## What to produce
Give back each entry verbatim.

## Extracted records
◇ ◇ ◇ ◇ ◇ ◇ ◇

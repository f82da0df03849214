//! UART line settings
//!
//! BSPs own UART construction; these describe what each driver expects the
//! line to be configured as.

/// Parity bit setting
#[derive(Debug, Clone, Copy, PartialEq, Eq)]
#[cfg_attr(feature = "defmt", derive(defmt::Format))]
pub enum Parity {
    None,
    Even,
    Odd,
}

/// Asynchronous serial framing
#[derive(Debug, Clone, Copy, PartialEq, Eq)]
#[cfg_attr(feature = "defmt", derive(defmt::Format))]
pub struct LineConfig {
    /// Baud rate (bits per second)
    pub baud: u32,
    /// Data bits per character
    pub data_bits: u8,
    /// Parity bit
    pub parity: Parity,
    /// Stop bits
    pub stop_bits: u8,
}

impl LineConfig {
    /// 8 data bits, no parity, 1 stop bit
    pub const fn eight_n_one(baud: u32) -> Self {
        Self {
            baud,
            data_bits: 8,
            parity: Parity::None,
            stop_bits: 1,
        }
    }

    /// 7 data bits, even parity, 1 stop bit
    pub const fn seven_e_one(baud: u32) -> Self {
        Self {
            baud,
            data_bits: 7,
            parity: Parity::Even,
            stop_bits: 1,
        }
    }

    /// Bits on the wire per character, start bit included
    pub const fn bits_per_char(&self) -> u32 {
        let parity = match self.parity {
            Parity::None => 0,
            _ => 1,
        };
        1 + self.data_bits as u32 + parity + self.stop_bits as u32
    }

    /// Time to shift one character out, in microseconds (rounded up)
    pub const fn char_time_us(&self) -> u32 {
        (self.bits_per_char() * 1_000_000).div_ceil(self.baud)
    }
}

◇ ◇ ◇ ◇ ◇ ◇ ◇

## Expected output
repository f82da0df03849214
//! UART line settings
//!
//! BSPs own UART construction; these describe what each driver expects the
//! line to be configured as.

/// Parity bit setting
#[derive(Debug, Clone, Copy, PartialEq, Eq)]
#[cfg_attr(feature = "defmt", derive(defmt::Format))]
pub enum Parity {
    None,
    Even,
    Odd,
}

/// Asynchronous serial framing
#[derive(Debug, Clone, Copy, PartialEq, Eq)]
#[cfg_attr(feature = "defmt", derive(defmt::Format))]
pub struct LineConfig {
    /// Baud rate (bits per second)
    pub baud: u32,
    /// Data bits per character
    pub data_bits: u8,
    /// Parity bit
    pub parity: Parity,
    /// Stop bits
    pub stop_bits: u8,
}

impl LineConfig {
    /// 8 data bits, no parity, 1 stop bit
    pub const fn eight_n_one(baud: u32) -> Self {
        Self {
            baud,
            data_bits: 8,
            parity: Parity::None,
            stop_bits: 1,
        }
    }

    /// 7 data bits, even parity, 1 stop bit
    pub const fn seven_e_one(baud: u32) -> Self {
        Self {
            baud,
            data_bits: 7,
            parity: Parity::Even,
            stop_bits: 1,
        }
    }

    /// Bits on the wire per character, start bit included
    pub const fn bits_per_char(&self) -> u32 {
        let parity = match self.parity {
            Parity::None => 0,
            _ => 1,
        };
        1 + self.data_bits as u32 + parity + self.stop_bits as u32
    }

    /// Time to shift one character out, in microseconds (rounded up)
    pub const fn char_time_us(&self) -> u32 {
        (self.bits_per_char() * 1_000_000).div_ceil(self.baud)
    }
}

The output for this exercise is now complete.